= Television in Bhutan =

Television was introduced to Bhutan in 1999. It is considered that the country was the last in the world to introduce television. Before BBS set up its own service per royal decree, there were limited television sets picking up Doordarshan and BTV broadcasts via overspill from India and Bangladesh, but the ownership of television sets was banned per a 1989 ruling.

When television was introduced, it led to a widespread cultural shift among Bhutanese. As of 2026, BBS owns three television channels, BBS 1, BBS 2 and BBS 3. Cable television services also exist, but the channel lineups are regulated by BICMA. It is up to them to decide what content is allowed on such companies.

==History==
In the 1980s, Bhutanese residents who had a television set were able to pick up signals from Doordarshan and Bangladesh Television via spillover, with the signal being blocked by the mountains in the southern lowlands. The emergence of satellite television also led to the installation of some dishes, but these were outlawed in 1989, alongside television sets, per a ruling that it undermined Bhutan's "rich cultural heritage", until BBS would start a service of its own. Despite the ban, a few television sets (mostly black and white) were still in use in Bhutan, receiving overspill signals of both DD National and DD Metro. Viewers with television were enticed by the feature films and cartoons broadcast on the two channels; when DD premiered Shaktimaan in 1997, the series gained a small footing in Bhutan. There was also interest in bootleg copies of Indian movies, mostly in Hindi, and, less frequently, English language movies from the western world, which families bought from video stores.

A pilot project took place on the night of the 1998 FIFA World Cup final (won by France) in the city of Thimphu, after which BBS was given the go-ahead to legalize national television. The service was set to launch the following year, coinciding with the twenty-fifth anniversary of the coronation of King Jing Singye Wangchuk. In order to bring television sets into households, living rooms had to be rearranged.

BBS Television started broadcasting in the Thimphu area on 2 June 1999, being switched on with the help of a consultant from Hong Kong. It initially was a limited service with no fixed opening time, usually it started at 7pm, sometimes as late as 9pm. BBS justified the lack of airtime due to a lack of staff skilled for television, as the staff came from radio.

Simultaneously with the launch of BBS Television came a new phenomenon that impacted the local society, cable television. One of the first such cable companies was Sigma Cable Company, owned by Rinzy Dorji, profiled by Frontline World in 2002 as "Bhutan's Cable Guy". As of December 2000, Sigma carried over 45 channels, most of the feeds came from India, and had 1,300 subscribers. He viewed television, especially cable television, as a priority for Bhutanese households, compared to cinema: the only movie theatre in Thimphu at the time mainly screened Bollywood movies. By 2002, Sigma had over 4,000 subscribers, employed 22 people and planned to convert to a fiber-optic service. Movie and sports channels were populat, according to Dorji. Cable companies were facing problems with rate hikes from the Indian companies and the Information Ministry was planning a draft with the government of Singapore in 2001.

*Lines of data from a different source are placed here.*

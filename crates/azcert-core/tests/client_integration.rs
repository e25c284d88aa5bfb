//! End-to-end behavior of `ServiceClient` against the scripted transport.

use std::sync::Arc;

use azcert_core::api::{HttpMethod, MockTransport, RequestBody};
use azcert_core::models::{CertificateDraft, EmailMessage, UploadFile};
use azcert_core::search::{CertificateStatus, CertificateView, group_by_name};
use azcert_core::{
    ClientConfig, Clock, ErrorKind, ManualClock, SearchMode, ServiceClient, TransportError,
};
use chrono::{Duration, TimeZone, Utc};
use serde_json::json;

struct Harness {
    client: ServiceClient<Arc<MockTransport>>,
    mock: Arc<MockTransport>,
    clock: Arc<ManualClock>,
}

fn harness() -> Harness {
    let mock = Arc::new(MockTransport::new());
    let clock = Arc::new(ManualClock::new(
        Utc.with_ymd_and_hms(2025, 3, 10, 12, 0, 0).unwrap(),
    ));
    let client = ServiceClient::with_clock(
        ClientConfig::new("https://azinternational-eg.test/api/"),
        mock.clone(),
        clock.clone(),
    );
    Harness { client, mock, clock }
}

fn roster() -> serde_json::Value {
    json!([
        { "srId": 1, "name": "Khaled", "s_N": "AZ-100", "method": 4, "type": 2,
          "startDate": "2024-01-01T00:00:00", "endDate": "2026-01-01T00:00:00",
          "country": "Egypt", "state": "Giza", "streetAddress": "Pyramids Rd" },
        { "srId": 2, "name": "Laila", "s_N": "AZ-101", "method": "3",
          "location": { "country": "UAE", "state": "Dubai", "streetAddress": "" },
          "endDate": "2024-12-31" },
        { "srId": 3, "name": "Khaled", "s_N": "AZ-102", "method": 9 }
    ])
}

#[tokio::test]
async fn write_invalidates_cached_reads() {
    let h = harness();
    h.mock.respond_json(200, &roster());
    h.mock.respond_json(200, &json!([{ "srId": 2, "name": "Laila", "s_N": "AZ-101" }]));
    h.mock.respond_json(200, &json!([{ "srId": 2, "name": "Laila", "s_N": "AZ-101" }]));
    h.mock.respond(200, "");
    h.mock.respond_json(200, &json!([]));

    assert_eq!(h.client.get_all().await.unwrap().len(), 3);
    assert_eq!(h.client.search_by_serial("AZ-101").await.len(), 1);
    assert_eq!(h.client.search_by_name("Laila").await.len(), 1);
    assert_eq!(h.client.cache().len(), 3);

    h.client.delete(2).await.unwrap();
    assert!(h.client.cache().is_empty());

    assert!(h.client.get_all().await.unwrap().is_empty());
    assert_eq!(h.mock.request_count(), 5);
}

#[tokio::test]
async fn upload_refreshes_every_cached_read() {
    let h = harness();
    h.mock.respond_json(200, &roster());
    h.mock.respond_json(200, &json!([{ "srId": 1, "name": "Khaled", "s_N": "AZ-100" }]));
    h.mock.respond(200, "Successfully uploaded 2 certificates");
    h.mock.respond_json(200, &roster());
    h.mock.respond_json(200, &json!([]));

    h.client.get_all().await.unwrap();
    h.client.search_by_name("Khaled").await;
    h.client
        .upload_excel(UploadFile::new("batch.xlsx", vec![0x50, 0x4b]))
        .await
        .unwrap();
    assert!(h.client.cache().is_empty());

    // Both reads go back to the network
    assert_eq!(h.client.get_all().await.unwrap().len(), 3);
    assert!(h.client.search_by_name("Khaled").await.is_empty());
    assert_eq!(h.mock.request_count(), 5);
}

#[tokio::test]
async fn cached_list_expires_after_five_minutes() {
    let h = harness();
    h.mock.respond_json(200, &roster());
    h.mock.respond_json(200, &roster());

    h.client.get_all().await.unwrap();
    h.clock.advance(Duration::minutes(5));
    h.client.get_all().await.unwrap();
    assert_eq!(h.mock.request_count(), 1);

    h.clock.advance(Duration::seconds(1));
    h.client.get_all().await.unwrap();
    assert_eq!(h.mock.request_count(), 2);
}

#[tokio::test]
async fn searches_fail_soft() {
    let h = harness();
    h.mock.respond(404, "Not Found");
    h.mock.respond(500, "Internal Server Error");
    h.mock.fail(TransportError::Network("connection refused".into()));

    assert!(h.client.search_by_name("nobody").await.is_empty());
    assert!(h.client.search_by_name("nobody").await.is_empty());
    assert!(h.client.search_by_serial("AZ-0").await.is_empty());
}

#[tokio::test]
async fn get_by_id_maps_statuses() {
    let h = harness();
    h.mock.respond(404, "");
    h.mock.respond(500, "");
    h.mock.respond(401, "");
    h.mock.respond(418, "");

    let not_found = h.client.get_by_id(77).await.unwrap_err();
    assert_eq!(not_found.kind(), ErrorKind::NotFound);
    assert_eq!(
        not_found.to_string(),
        "Certificate not found. It may have been deleted."
    );

    let server = h.client.get_by_id(77).await.unwrap_err();
    assert_eq!(server.kind(), ErrorKind::Server);
    assert!(server.message().contains("try again later"));

    assert_eq!(h.client.get_by_id(77).await.unwrap_err().kind(), ErrorKind::Permission);
    assert_eq!(h.client.get_by_id(77).await.unwrap_err().kind(), ErrorKind::Retryable);

    let request = h.mock.last_request().unwrap();
    assert_eq!(request.url, "https://azinternational-eg.test/api/Services/getById");
    assert_eq!(request.query_value("id"), Some("77"));
}

#[tokio::test]
async fn create_sends_coerced_payload() {
    let h = harness();
    h.mock.respond(200, "");

    let draft: CertificateDraft = serde_json::from_value(json!({
        "name": " Bob ",
        "s_N": " S1 ",
        "method": "2",
        "location": { "country": "EG" }
    }))
    .unwrap();
    let created = h.client.create(draft).await.unwrap();

    let request = h.mock.last_request().unwrap();
    assert_eq!(request.method, HttpMethod::Post);
    assert_eq!(
        request.json_body().unwrap(),
        json!({
            "name": "Bob",
            "s_N": "S1",
            "method": 2,
            "type": 1,
            "startDate": "2025-03-10T12:00:00.000Z",
            "endDate": "2025-03-10T12:00:00.000Z",
            "country": "EG",
            "state": "",
            "streetAddress": ""
        })
    );
    assert_eq!(created.name, "Bob");
    assert_eq!(created.location.country, "EG");
}

#[tokio::test]
async fn upload_accepts_plain_text_acknowledgement() {
    let h = harness();
    h.mock.respond(200, "File uploaded");

    let report = h
        .client
        .upload_excel(UploadFile::new("roster.xlsx", b"PK\x03\x04".to_vec()))
        .await
        .unwrap();

    assert_eq!(
        report.to_value(),
        json!({
            "success": true,
            "message": "File uploaded successfully",
            "addedCount": "multiple",
            "data": "File uploaded"
        })
    );
    let request = h.mock.last_request().unwrap();
    assert!(request.url.ends_with("/Services/UploadExcelFile"));
    assert!(matches!(request.body, RequestBody::Multipart(_)));
}

#[tokio::test]
async fn email_with_empty_body_succeeds() {
    let h = harness();
    h.mock.respond(200, "");

    let message = EmailMessage {
        user_name: "Nour".into(),
        user_email: "nour@example.com".into(),
        subject: "Inspection quote".into(),
        message: "Please call me back.".into(),
    };
    assert_eq!(h.client.send_email(&message).await.unwrap(), json!({ "success": true }));
    assert_eq!(
        h.mock.last_request().unwrap().json_body().unwrap()["userEmail"],
        "nour@example.com"
    );
}

#[tokio::test]
async fn verification_results_render() {
    let h = harness();
    h.mock.respond_json(200, &roster());

    let records = h.client.verify("Khaled", SearchMode::Name).await.unwrap();
    let now = h.clock.now();

    let views: Vec<CertificateView> = records
        .iter()
        .map(|r| CertificateView::from_record(r, now))
        .collect();
    assert_eq!(views[0].display_id, "CERT-1");
    assert_eq!(views[0].title, "Ultrasonic Testing");
    assert_eq!(views[0].location, "Pyramids Rd, Giza, Egypt");
    assert_eq!(views[0].status, CertificateStatus::Active);
    assert_eq!(views[1].location, "Dubai, UAE");
    assert_eq!(views[1].status, CertificateStatus::Expired);
    assert_eq!(views[2].title, "Unknown Method");
    // No end date on file
    assert_eq!(views[2].status, CertificateStatus::Expired);

    let groups = group_by_name(records);
    assert_eq!(groups.len(), 2);
    assert_eq!(groups[0].certificates.len(), 2);
}
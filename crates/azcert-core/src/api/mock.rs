//! Scripted in-memory transport for tests.

use std::collections::VecDeque;
use std::sync::{Mutex, MutexGuard};

use serde::Serialize;

use super::transport::{ApiRequest, ApiResponse, Transport};
use crate::error::TransportError;

/// Replays queued responses in order and records every request.
///
/// With nothing queued, `send` fails with a network error.
#[derive(Debug, Default)]
pub struct MockTransport {
    responses: Mutex<VecDeque<Result<ApiResponse, TransportError>>>,
    requests: Mutex<Vec<ApiRequest>>,
}

fn lock<T>(mutex: &Mutex<T>) -> MutexGuard<'_, T> {
    mutex.lock().unwrap_or_else(|poisoned| poisoned.into_inner())
}

impl MockTransport {
    pub fn new() -> Self {
        Self::default()
    }

    /// Queue a response with a raw body.
    pub fn respond(&self, status: u16, body: impl Into<String>) -> &Self {
        lock(&self.responses).push_back(Ok(ApiResponse::new(status, body)));
        self
    }

    /// Queue a response with a JSON body.
    pub fn respond_json<B: Serialize>(&self, status: u16, body: &B) -> &Self {
        let body = serde_json::to_string(body).unwrap_or_default();
        self.respond(status, body)
    }

    /// Queue a transport failure.
    pub fn fail(&self, error: TransportError) -> &Self {
        lock(&self.responses).push_back(Err(error));
        self
    }

    pub fn requests(&self) -> Vec<ApiRequest> {
        lock(&self.requests).clone()
    }

    pub fn request_count(&self) -> usize {
        lock(&self.requests).len()
    }

    pub fn last_request(&self) -> Option<ApiRequest> {
        lock(&self.requests).last().cloned()
    }
}

impl Transport for MockTransport {
    async fn send(&self, request: ApiRequest) -> Result<ApiResponse, TransportError> {
        lock(&self.requests).push(request);
        lock(&self.responses)
            .pop_front()
            .unwrap_or_else(|| Err(TransportError::Network("no scripted response".into())))
    }
}
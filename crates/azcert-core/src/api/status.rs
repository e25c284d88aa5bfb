//! HTTP status to [`ApiError`] mapping.
//!
//! Each operation has its own wording; the categories are shared. Search
//! operations never reach this table, they fail soft.

use crate::error::{ApiError, SERVER_ERROR_MESSAGE};

const INVALID_CERTIFICATE: &str =
    "Invalid certificate data. Please check all fields and try again.";
const DUPLICATE_SERIAL: &str = "A certificate with this serial number already exists.";
const DELETED: &str = "Certificate not found. It may have been deleted.";

/// A non-search operation of the data-access layer.
#[derive(Debug, Clone, Copy, PartialEq, Eq)]
pub enum Operation {
    List,
    GetById,
    Create,
    Update,
    Delete,
    Upload,
    SendEmail,
}

impl Operation {
    fn validation_message(self) -> Option<&'static str> {
        match self {
            Self::Create | Self::Update => Some(INVALID_CERTIFICATE),
            Self::Upload => Some("Invalid file. Please check the file format and try again."),
            Self::SendEmail => Some("Please check your message details and try again."),
            _ => None,
        }
    }

    fn permission_message(self) -> &'static str {
        match self {
            Self::List => "You don't have permission to view certificates.",
            Self::GetById => "You don't have permission to view this certificate.",
            Self::Create => "You don't have permission to create certificates.",
            Self::Update => "You don't have permission to update this certificate.",
            Self::Delete => "You don't have permission to delete this certificate.",
            Self::Upload => "You don't have permission to upload certificate files.",
            Self::SendEmail => "You don't have permission to send messages.",
        }
    }

    fn not_found_message(self) -> Option<&'static str> {
        match self {
            Self::GetById | Self::Update => Some(DELETED),
            Self::Delete => Some("Certificate not found. It may have already been deleted."),
            _ => None,
        }
    }

    fn conflict_message(self) -> Option<&'static str> {
        match self {
            Self::Create | Self::Update => Some(DUPLICATE_SERIAL),
            _ => None,
        }
    }

    fn generic_message(self) -> &'static str {
        match self {
            Self::List => "Failed to load certificates. Please try again.",
            Self::GetById => "Failed to retrieve certificate. Please try again.",
            Self::Create => "Failed to create certificate. Please try again.",
            Self::Update => "Failed to update certificate. Please try again.",
            Self::Delete => "Failed to delete certificate. Please try again.",
            Self::Upload => "Failed to upload file. Please try again.",
            Self::SendEmail => "Failed to send email. Please try again.",
        }
    }

    /// The catch-all error of this operation.
    pub fn generic_error(self) -> ApiError {
        ApiError::Retryable(self.generic_message().to_string())
    }

    /// Categorize a non-success status.
    pub fn error_for_status(self, status: u16) -> ApiError {
        let message = |m: &str| m.to_string();
        match status {
            400 => self
                .validation_message()
                .map(|m| ApiError::Validation(message(m))),
            401 | 403 => Some(ApiError::Permission(message(self.permission_message()))),
            404 => self
                .not_found_message()
                .map(|m| ApiError::NotFound(message(m))),
            409 => self
                .conflict_message()
                .map(|m| ApiError::Conflict(message(m))),
            500 => Some(ApiError::Server(message(SERVER_ERROR_MESSAGE))),
            _ => None,
        }
        .unwrap_or_else(|| self.generic_error())
    }
}

#[cfg(test)]
mod tests {
    use super::*;
    use crate::error::ErrorKind;

    #[test]
    fn test_get_by_id_mapping() {
        let op = Operation::GetById;
        let not_found = op.error_for_status(404);
        assert_eq!(not_found.kind(), ErrorKind::NotFound);
        assert!(not_found.message().contains("may have been deleted"));

        assert_eq!(op.error_for_status(401).kind(), ErrorKind::Permission);
        assert_eq!(op.error_for_status(403).kind(), ErrorKind::Permission);

        let server = op.error_for_status(500);
        assert_eq!(server.kind(), ErrorKind::Server);
        assert!(server.message().contains("try again later"));

        assert_eq!(op.error_for_status(502).kind(), ErrorKind::Retryable);
        assert_eq!(op.error_for_status(400).kind(), ErrorKind::Retryable);
    }

    #[test]
    fn test_mutation_mapping() {
        assert_eq!(Operation::Create.error_for_status(400).kind(), ErrorKind::Validation);
        assert_eq!(Operation::Create.error_for_status(409).kind(), ErrorKind::Conflict);
        assert_eq!(Operation::Create.error_for_status(404).kind(), ErrorKind::Retryable);
        assert_eq!(Operation::Update.error_for_status(404).kind(), ErrorKind::NotFound);
        assert_eq!(Operation::Update.error_for_status(409).kind(), ErrorKind::Conflict);
        assert_eq!(Operation::Delete.error_for_status(409).kind(), ErrorKind::Retryable);
        assert_eq!(Operation::Upload.error_for_status(400).kind(), ErrorKind::Validation);
        assert_eq!(
            Operation::Delete.error_for_status(418).message(),
            "Failed to delete certificate. Please try again."
        );
    }

    #[test]
    fn test_conflict_message_mentions_serial() {
        let err = Operation::Update.error_for_status(409);
        assert!(err.message().contains("serial number"));
    }
}
//! Remote certificate API access.
//!
//! - [`ServiceClient`] - the data-access operations
//! - [`Transport`] - HTTP seam; [`MockTransport`] under the `mock` feature
//! - [`Operation`] - per-operation status code mapping

mod client;
mod status;
mod transport;

#[cfg(any(test, feature = "mock"))]
mod mock;

pub use client::ServiceClient;
pub use status::Operation;
pub use transport::{
    ApiRequest, ApiResponse, HttpMethod, JSON_CONTENT_TYPE, RequestBody, Transport,
};

#[cfg(any(test, feature = "mock"))]
pub use mock::MockTransport;
//! Utility modules for browser APIs.
//!
//! Provides:
//! - [`FetchTransport`] - `window.fetch` transport with timeout
//! - [`dom`] - window helpers, console logging, file reading
//! - [`Generation`], [`Throttle`] - guards for overlapping requests

pub mod dom;
mod fetch;
mod gate;

pub use fetch::FetchTransport;
pub use gate::{Generation, Throttle};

A 2003 study by the Information Ministry said that television broadened viewers' minds, with 66% of respondents saying that it had a positive impact, while only 7,3% were against it. The introduction of television, coupled with another phenomenon of Bhutan in the 2000s, the migration of impoverished people into Thimphu looking to improve their lives, but often without getting a job, led to an uptick in crime. Moreover, television channels were banned for programming that would corrupt Bhutanese cultural norms: Ten Sports was banned over its WWE coverage and Fashion TV and MTV were banned for harming the youth.

On 20 February 2006, BBS Television started nationwide satellite broadcasts. BBS 2 launched in early 2012, initially using BBS 1's frequencies.

In September 2017, BICMA approved a shortlisted 56-channel line-up for usage on all cable companies. At the time, some dzongkhags offered as much as 80 channels and others only 15. Other channels were removed on the grounds of containing "negative content", as well as news and children's channels where 90% or more of the total programming was in either Hindi or Tamil. There was the provision of adding more channels to the list over time.